Selain itu, terbukti kardiovaskular jadi penyakit yang paling banyak membuat masyarakat menderita dan paling banyak memakan korban. Oleh karenanya, saat ini pemerintah tengah mengupayakan pemerataan dokter spesialis kardiovaskular di seluruh Indonesia. Kondisinya saat ini dari 34 provinsi hanya 28 provinsi yang bisa melakukan bedah jantung.
“Alatnya sudah ada, masalahnya dokter spesialisnya kita sangat kekurangan. Kita sangat kekurangan dokter spesialis dan ribuan bahkan puluhan ribu masyarakat kita meninggal setiap tahunnya karena kekurangan dokter dan kekurangan dokter spesialis,” tutur Budi.
Selain itu kata Budi, cara mengatasi penyakit jantung paling efektif adalah melalui upaya promotif preventif dan rutin melalukan aktivitas fisik dan menjaga pola makan yang baik.
“Jadi penting buat kita bersama agar bisa mencegah tidak masuk ke rumah sakit. Cara mencegahnya yaitu perilaku hidup kita mesti diubah. Diubahnya dengan cara mesti banyak gerak,” tambah Budi.
Dia menegaskan, upaya preventif ini sangat efektif mencegah borosnya pembiayaan akibat sakit jantung.
“Fokusnya harus ke kegiatan promotif preventif karena kalau sudah masuk ke rumah sakit selain mahal buat pasiennya kualitas hidupnya juga menurun.
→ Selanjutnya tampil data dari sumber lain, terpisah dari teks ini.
//! Diccionario local de compuestos conocidos.
//!
//! Tabla de sólo lectura construida una vez en el arranque e inyectada por
//! referencia en el resolvedor de nombres. Un acierto aquí evita por
//! completo la consulta remota.

use std::collections::HashMap;

/// Entrada del diccionario: notación almacenada, nombre oficial (IUPAC) y
/// nombre de presentación.
#[derive(Debug, Clone, Copy)]
pub struct DictionaryEntry {
    pub notation: &'static str,
    pub official_name: &'static str,
    pub display_name: &'static str,
}

/// Diccionario inmutable de compuestos comunes, indexado por nombre común
/// en minúsculas.
#[derive(Debug)]
pub struct CompoundDictionary {
    entries: HashMap<&'static str, DictionaryEntry>,
}

macro_rules! entry {
    ($map:ident, $key:literal, $notation:literal, $official:literal, $display:literal) => {
        $map.insert(
            $key,
            DictionaryEntry { notation: $notation, official_name: $official, display_name: $display },
        );
    };
}

impl CompoundDictionary {
    /// Tabla integrada de ~45 compuestos bien conocidos.
    pub fn builtin() -> Self {
        let mut m = HashMap::new();
        entry!(m, "aspirin", "CC(=O)OC1=CC=CC=C1C(=O)O", "2-acetoxybenzoic acid", "Aspirin");
        entry!(m, "caffeine", "CN1C=NC2=C1C(=O)N(C(=O)N2C)C", "1,3,7-trimethylpurine-2,6-dione", "Caffeine");
        entry!(m, "ethanol", "CCO", "ethanol", "Ethanol");
        entry!(m, "methanol", "CO", "methanol", "Methanol");
        entry!(m, "glucose", "OC[C@H]1OC(O)[C@H](O)[C@@H](O)[C@@H]1O", "D-glucose", "Glucose");
        entry!(m, "benzene", "c1ccccc1", "benzene", "Benzene");
        entry!(m, "acetone", "CC(=O)C", "propan-2-one", "Acetone");
        entry!(m, "acetic acid", "CC(=O)O", "acetic acid", "Acetic Acid");
        entry!(m, "acetaminophen", "CC(=O)NC1=CC=C(O)C=C1", "N-(4-hydroxyphenyl)acetamide", "Acetaminophen");
        entry!(m, "paracetamol", "CC(=O)NC1=CC=C(O)C=C1", "N-(4-hydroxyphenyl)acetamide", "Paracetamol");
        entry!(m, "ibuprofen", "CC(C)CC1=CC=C(C=C1)C(C)C(=O)O", "2-(4-isobutylphenyl)propanoic acid", "Ibuprofen");
        entry!(m, "nicotine", "CN1CCC[C@H]1C2=CN=CC=C2", "3-(1-methylpyrrolidin-2-yl)pyridine", "Nicotine");
        entry!(
            m,
            "morphine",
            "CN1CC[C@]23[C@H]4OC5=C(O)C=CC(=C25)[C@H](O)[C@@H]1[C@@H]3C=C4",
            "morphine",
            "Morphine"
        );
        entry!(
            m,
            "cholesterol",
            "CC(C)CCC[C@@H](C)[C@H]1CC[C@@H]2[C@@]1(CC[C@H]3[C@H]2CC=C4[C@@]3(CC[C@@H](C4)O)C)C",
            "cholesterol",
            "Cholesterol"
        );
        entry!(m, "toluene", "CC1=CC=CC=C1", "methylbenzene", "Toluene");
        entry!(m, "phenol", "OC1=CC=CC=C1", "phenol", "Phenol");
        entry!(m, "aniline", "NC1=CC=CC=C1", "aniline", "Aniline");
        entry!(m, "formaldehyde", "C=O", "methanal", "Formaldehyde");
        entry!(m, "benzaldehyde", "O=CC1=CC=CC=C1", "benzaldehyde", "Benzaldehyde");
        entry!(m, "naphthalene", "C1=CC2=CC=CC=C2C=C1", "naphthalene", "Naphthalene");
        entry!(m, "cyclohexane", "C1CCCCC1", "cyclohexane", "Cyclohexane");
        entry!(m, "propane", "CCC", "propane", "Propane");
        entry!(m, "butane", "CCCC", "butane", "Butane");
        entry!(m, "pentane", "CCCCC", "pentane", "Pentane");
        entry!(m, "hexane", "CCCCCC", "hexane", "Hexane");
        entry!(m, "ethene", "C=C", "ethene", "Ethylene");
        entry!(m, "ethylene", "C=C", "ethene", "Ethylene");
        entry!(m, "propene", "CC=C", "propene", "Propylene");
        entry!(m, "ethyne", "C#C", "ethyne", "Acetylene");
        entry!(m, "acetylene", "C#C", "ethyne", "Acetylene");
        entry!(m, "water", "O", "water", "Water");
        entry!(m, "ammonia", "N", "ammonia", "Ammonia");
        entry!(m, "urea", "NC(=O)N", "urea", "Urea");
        entry!(m, "glycine", "NCC(=O)O", "glycine", "Glycine");
        entry!(m, "alanine", "CC(N)C(=O)O", "alanine", "Alanine");
        entry!(
            m,
            "sucrose",
            "OC[C@H]1O[C@@](CO)(O[C@H]2O[C@H](CO)[C@@H](O)[C@H](O)[C@H]2O)[C@@H](O)[C@@H]1O",
            "sucrose",
            "Sucrose"
        );
        entry!(m, "fructose", "OC[C@H]1OC(O)(CO)[C@@H](O)[C@@H]1O", "D-fructose", "Fructose");
        entry!(
            m,
            "citric acid",
            "OC(=O)CC(O)(CC(=O)O)C(=O)O",
            "2-hydroxypropane-1,2,3-tricarboxylic acid",
            "Citric Acid"
        );
        entry!(m, "lactic acid", "CC(O)C(=O)O", "2-hydroxypropanoic acid", "Lactic Acid");
        entry!(m, "salicylic acid", "OC(=O)C1=CC=CC=C1O", "2-hydroxybenzoic acid", "Salicylic Acid");
        entry!(m, "theobromine", "CN1C=NC2=C1C(=O)NC(=O)N2C", "3,7-dimethylpurine-2,6-dione", "Theobromine");
        entry!(m, "theophylline", "CN1C(=O)N(C)C2=C1N=CN2", "1,3-dimethyl-7H-purine-2,6-dione", "Theophylline");
        entry!(m, "dopamine", "NCCC1=CC(O)=C(O)C=C1", "4-(2-aminoethyl)benzene-1,2-diol", "Dopamine");
        entry!(m, "serotonin", "NCCC1=CNC2=CC=C(O)C=C12", "3-(2-aminoethyl)-1H-indol-5-ol", "Serotonin");
        entry!(
            m,
            "adrenaline",
            "CNC[C@H](O)C1=CC(O)=C(O)C=C1",
            "4-(1-hydroxy-2-(methylamino)ethyl)benzene-1,2-diol",
            "Adrenaline"
        );
        entry!(
            m,
            "epinephrine",
            "CNC[C@H](O)C1=CC(O)=C(O)C=C1",
            "4-(1-hydroxy-2-(methylamino)ethyl)benzene-1,2-diol",
            "Epinephrine"
        );
        CompoundDictionary { entries: m }
    }

    /// Búsqueda por nombre, insensible a mayúsculas y espacios exteriores.
    pub fn lookup(&self, name: &str) -> Option<&DictionaryEntry> {
        let normalized = name.trim().to_lowercase();
        self.entries.get(normalized.as_str())
    }

    pub fn len(&self) -> usize {
        self.entries.len()
    }

    pub fn is_empty(&self) -> bool {
        self.entries.is_empty()
    }
}

#[cfg(test)]
mod tests {
    use super::*;

    #[test]
    fn test_lookup_is_case_insensitive() {
        let dict = CompoundDictionary::builtin();
        let entry = dict.lookup("  Aspirin ").expect("aspirin present");
        assert_eq!(entry.notation, "CC(=O)OC1=CC=CC=C1C(=O)O");
        assert_eq!(entry.display_name, "Aspirin");
    }

    #[test]
    fn test_lookup_miss() {
        let dict = CompoundDictionary::builtin();
        assert!(dict.lookup("unobtainium").is_none());
    }

    #[test]
    fn test_aliases_share_structure() {
        let dict = CompoundDictionary::builtin();
        let a = dict.lookup("acetaminophen").expect("present");
        let b = dict.lookup("paracetamol").expect("present");
        assert_eq!(a.notation, b.notation);
        assert_eq!(a.official_name, b.official_name);
        assert_ne!(a.display_name, b.display_name);
    }

    #[test]
    fn test_builtin_size() {
        let dict = CompoundDictionary::builtin();
        assert!(dict.len() >= 45, "expected at least 45 entries, got {}", dict.len());
    }
}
Kegiatan promotif preventifnya paling penting menjaga pola makan dan juga menjaga tetap melakukan aktivitas fisik,” ungkap Menkes.
Dia juga mengingatkan, dalam mengatasi masalah penyakit jantung tidak bisa secara eksklusif dilakukan oleh Kementerian Kesehatan, tetapi dibutuhkan dukungan dari lintas kementerian, lembaga, dan sektor lain yang berkaitan.
Menanggapi hal itu, Menteri Luar Negeri Retno Marsudi siap mendukung dalam mengatasi masalah jantung di Indonesia. Ia akan membantu jika diperlukan kerja sama lintas sektor luar negeri.
“Jika ada kerja sama dengan luar negeri maka kami siap untuk membantu supaya pasien-pasien jantung Indonesia tidak perlu berobat ke luar negeri, tapi berobatlah di sini karena dokternya canggih alat-alatnya canggih, layanannya bagus,” ucap Menlu Retno.